Dalam rangka memperkuat (mempertahankan atau merebut) posisi obyektif dalam ranah,
modal bisa dipertukarkan (reconversion) satu dengan yang lain (Bourdieu, 1994: 125-
175). Yang paling mudah untuk dipertukarkan adalah modal ekonomi dengan berbagai
jenis modal lainnya. Sedangkan yang paling bernilai adalah rekonversi aneka jenis modal
menjadi modal simbolik karena memungkinkan agen yang memilikinya untuk
mendefinisikan agen-agen lain, merepresentasikan mereka, dan membentuk “dunia
sosial” yang diakui keabsahannya (kekuasaan simbolik), seperti ditegaskan Bourdieu
(1995: 166): “Symbolic power is a power of constructing reality...”. Dengan cara seperti
itu, agen lalu memperoleh keuntungan ekonomi, budaya, dan lain-lain (yang bisa
memperkuat posisinya dalam ranah), yang tak nampak karena terselimuti modal
simboliknya (Bourdieu, 1977: 183; Wacquant, 1994: 9; ):
Posisi obyektif agen ditentukan oleh dua hal, yaitu pemilikannya atas modal dan
relasinya dengan posisi obyektif agen lain. Pemilikan atas modal ukurannya ada tiga
(Haryatmoko, 2003: 12-13; Allan, 2006: 182-183). Pertama, pemilikan agen atas
keempat jenis modal (ekonomi, sosial, budaya, simbolik). Kedua, volume (jumlah) untuk
setiap modal yang dimiliki agen. Ketiga, bobot relatif dari aneka jenis modal tersebut
dalam ranah, yang sangat tergantung pada karakteristik ranah, misalnya modal simbolik
memiliki bobot relatif paling tinggi pada ranah politik, modal ekonomi pada ranah
ekonomi, modal budaya pada ranah akademis atau keagamaan, dan seterusnya. Jadi, jika
agen memiliki keempat jenis modal, volumenya besar dan bobot relatifnya tinggi, serta
ada dalam relasi dengan agen lain yang ciri-cirinya berkebalikan (jenis modal yang
dimiliki tak lengkap, volumenya kecil, dan bobot relatifnya rendah), maka ia menempati
posisi obyektif dominan dalam ranah. Bila sebaliknya, maka posisi obyektifnya marjinal,
3
sedangkan agen lain yang memiliki relasi dengannnya menempati posisi obyektif
dominan1.
Ranah bukanlah struktur layaknya pagar dengan batas yang jelas dan tetap (statis). Ia
terbentuk atas dasar “titik-titik pertemuan” antar agen sosial (bahasa, gaya hidup,
pengetahuan, minat, dan seterusnya).
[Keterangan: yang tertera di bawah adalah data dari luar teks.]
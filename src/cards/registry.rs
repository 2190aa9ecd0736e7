//! Card registry for definition lookup.
//!
//! The `CardRegistry` stores all card definitions for a game.
//! It provides fast lookup by `CardId` or by name.

use rustc_hash::FxHashMap;

use super::definition::{CardDefinition, CardId};

/// Registry of card definitions.
///
/// ## Example
///
/// ```
/// use ccg_rules::cards::{CardRegistry, CardDefinition, CardId, CardType};
///
/// let mut registry = CardRegistry::new();
///
/// let bears = CardDefinition::new(CardId::new(1), "Grizzly Bears", [CardType::Creature])
///     .with_power_toughness(2, 2);
///
/// registry.register(bears);
///
/// let found = registry.get(CardId::new(1)).unwrap();
/// assert_eq!(found.name(), "Grizzly Bears");
/// assert_eq!(registry.by_name("Grizzly Bears").map(|c| c.id), Some(CardId::new(1)));
/// ```
#[derive(Clone, Debug, Default)]
pub struct CardRegistry {
    cards: FxHashMap<CardId, CardDefinition>,
    names: FxHashMap<String, CardId>,
}

impl CardRegistry {
    /// Create a new empty registry.
    #[must_use]
    pub fn new() -> Self {
        Self::default()
    }

    /// Register a card definition.
    ///
    /// Panics if a card with the same ID or name already exists.
    pub fn register(&mut self, card: CardDefinition) {
        if self.cards.contains_key(&card.id) {
            panic!("Card with ID {:?} already registered", card.id);
        }
        if self.names.contains_key(card.name()) {
            panic!("Card named {:?} already registered", card.name());
        }
        self.names.insert(card.name().to_string(), card.id);
        self.cards.insert(card.id, card);
    }

    /// Get a card definition by ID.
    #[must_use]
    pub fn get(&self, id: CardId) -> Option<&CardDefinition> {
        self.cards.get(&id)
    }

    /// Get a card definition by name.
    #[must_use]
    pub fn by_name(&self, name: &str) -> Option<&CardDefinition> {
        self.names.get(name).and_then(|id| self.cards.get(id))
    }

    /// Check if a card ID is registered.
    #[must_use]
    pub fn contains(&self, id: CardId) -> bool {
        self.cards.contains_key(&id)
    }

    /// Get the number of registered cards.
    #[must_use]
    pub fn len(&self) -> usize {
        self.cards.len()
    }

    /// Check if the registry is empty.
    #[must_use]
    pub fn is_empty(&self) -> bool {
        self.cards.is_empty()
    }

    /// All registered IDs, sorted.
    #[must_use]
    pub fn ids(&self) -> Vec<CardId> {
        let mut ids: Vec<_> = self.cards.keys().copied().collect();
        ids.sort();
        ids
    }
}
Agen-agen yang berminat pada politik, aktif dalam
organisasi politik, punya pengetahuan tentang politik, dan sebagainya, cenderung
“bertemu” dengan agen lainnya dengan karakteristik yang sama, walaupun mungkin
mereka berbeda ideologi politik, misalnya yang satu nasionalis sedangkan yang lainnya
pengusung Syariat Islam. “Titik-titik pertemuan” di antara mereka memunculkan ranah
tertentu, yaitu ranah politik. Pada saat yang bersamaan, para agen bisa menjadi “anggota”
lebih dari satu ranah. Ia bisa menjadi politisi sekaligus pengusaha. Yang berarti ia berada
dalam ranah politik sekaligus ranah ekonomi. Pada setiap ranah yang ditempatinya, para
agen selalu berupaya untuk memperkuat posisinya. Inilah yang membuat ranah bersifat
cair dan dinamis sehingga sulit untuk menetapkan batas-batasnya (Bourdieu and
Wacquant, 1992: 100):
“The question of the limits of the field is a very difficult one, if only because it is
always at stake in the field itself and therefore admits of no apriori answer.
Participants in a field, say, economic firms, high fashion designers, or novelists,
constantly work to differentiate themselves from their closest rivals in order to
reduce competition and to establish a monopoly over a particular subsector of the
field”.
Menurut Bourdieu, batas-batas ranah tersebut hanya bisa ditentukan melalui penelitian
empiris (Bourdieu and Wacquant, 1992: 100). Kumpulan antar ranah membentuk ruang
sosial (social space) atau apa yang dikenal umum sebagai masyarakat.
Hakekat setiap ranah, dalam pemahaman Bourdieu, adalah medan pertarungan antar agen
untuk memperkuat posisinya (dalam ranah). Bagi yang dominan, ia adalah medan untuk
mempertahankan posisinya, sedangkan bagi yang marjinal untuk merebutnya. (Bourdieu
and Wacquant, 1992: 101):
“As a space of potential and active forces, the field is also a field of struggles
aimed at preserving or transforming the configuration of these forces.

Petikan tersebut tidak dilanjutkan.